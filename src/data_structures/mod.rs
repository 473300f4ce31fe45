//! Data structures for QuadBloom.
//!
//! All implementations adhere to the project requirements:
//! - No unsafe code
//! - Fixed allocation at construction, no allocation on hot paths
//! - Deterministic behaviour independent of process-wide state

pub mod bloom_filter;

// Re-export common data structures
pub use bloom_filter::{BloomFilter, BloomFilterConfig, BloomFilterError};
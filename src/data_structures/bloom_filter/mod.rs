// Copyright (c) 2025 QuadBloom Authors
//
// Licensed under dual license:
// - MIT License (LICENSE-MIT or https://opensource.org/licenses/MIT)
// - Apache License, Version 2.0 (LICENSE-APACHE or https://www.apache.org/licenses/LICENSE-2.0)

//! Four-probe Bloom filter.
//!
//! A space-efficient probabilistic set: it answers "is this key possibly a
//! member?" with no false negatives and a false positive rate controlled by
//! how many bits are allocated per expected key.
//!
//! # Features
//!
//! - Fixed memory: `capacity * amplification` bits, allocated once.
//! - Four independent classic string hashes (BKDR, AP, DJB, JS) by default.
//! - Hash strategies are generic parameters; anything implementing
//!   [`KeyHasher`] can take a slot.
//! - Zero unsafe code.
//!
//! # Example
//!
//! ```
//! use quadbloom_lib::data_structures::bloom_filter::{BloomFilter, BloomFilterConfig};
//!
//! let config = BloomFilterConfig::new()
//!     .with_capacity(10_000)
//!     .with_amplification(8);
//! let mut filter = BloomFilter::with_config(config).unwrap();
//!
//! filter.insert("hello");
//! assert!(filter.query("hello"));
//! ```
//!
//! # Pre-filtering
//!
//! The usual pattern is to consult the filter before an expensive lookup and
//! only pay for the lookup when the filter says the key may exist:
//!
//! ```
//! use std::collections::HashMap;
//! use quadbloom_lib::data_structures::bloom_filter::BloomFilter;
//!
//! struct GuardedStore {
//!     filter: BloomFilter,
//!     backing: HashMap<String, u64>,
//! }
//!
//! impl GuardedStore {
//!     fn put(&mut self, key: &str, value: u64) {
//!         self.filter.insert(key);
//!         self.backing.insert(key.to_string(), value);
//!     }
//!
//!     fn get(&self, key: &str) -> Option<u64> {
//!         if !self.filter.query(key) {
//!             return None;
//!         }
//!         self.backing.get(key).copied()
//!     }
//! }
//!
//! let mut store = GuardedStore {
//!     filter: BloomFilter::new(100, 6).unwrap(),
//!     backing: HashMap::new(),
//! };
//! store.put("answer", 42);
//! assert_eq!(store.get("answer"), Some(42));
//! ```

// Module declarations
mod bits;
mod config;
mod error;
mod filter;
mod hash;

// Re-exports
pub use bits::BitStore;
pub use config::{BloomFilterConfig, DEFAULT_AMPLIFICATION, HASH_PROBES};
pub use error::{BloomFilterError, Result};
pub use filter::BloomFilter;
pub use hash::{ApHash, BkdrHash, DjbHash, FnvHash, JsHash, KeyHasher};
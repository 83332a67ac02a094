pub mod panic;
pub mod tracing;

pub use self::panic::{catch_panic_layer, handle_panic};
pub use self::tracing::{REQUEST_ID_HEADER, http_trace_layer, request_id_middleware};
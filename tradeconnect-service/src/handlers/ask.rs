use crate::models::{AskRequest, AskResponse, MISSING_MESSAGE};
use crate::services::AdvisorError;
use crate::startup::AppState;
use axum::{
    body::Bytes,
    extract::{rejection::BytesRejection, State},
    Json,
};
use service_core::error::AppError;

impl From<AdvisorError> for AppError {
    fn from(err: AdvisorError) -> Self {
        AppError::Processing(err.to_string())
    }
}

/// Relay one message to the advisor.
///
/// The body is read as raw bytes so that a missing or wrong `Content-Type`
/// still yields the envelope rather than an extractor rejection.
pub async fn ask(
    State(state): State<AppState>,
    body: Result<Bytes, BytesRejection>,
) -> Result<Json<AskResponse>, AppError> {
    let body = body.map_err(|e| {
        tracing::warn!(error = %e, "Invalid request: unreadable body");
        AppError::BadRequest(MISSING_MESSAGE.to_string())
    })?;

    tracing::info!(body = %String::from_utf8_lossy(&body), "Received request");

    let Some(request) = AskRequest::from_body(&body) else {
        tracing::warn!("Invalid request: Missing 'message'");
        return Err(AppError::BadRequest(MISSING_MESSAGE.to_string()));
    };

    match state.advisor.ask(&request.message).await {
        Ok(reply) => {
            tracing::info!(
                model = %state.advisor.model(),
                reply_len = reply.len(),
                "Response generated successfully"
            );
            Ok(Json(AskResponse::success(reply)))
        }
        Err(err) => {
            tracing::error!(error = ?err, "Error processing request: {}", err);
            Err(err.into())
        }
    }
}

=-=-=-=-=

Only lines with the word "repository" should be collected from the material.

*EXERCISE RESULT:*
repository 473300f4ce31fe45
repository 83332a67ac02a094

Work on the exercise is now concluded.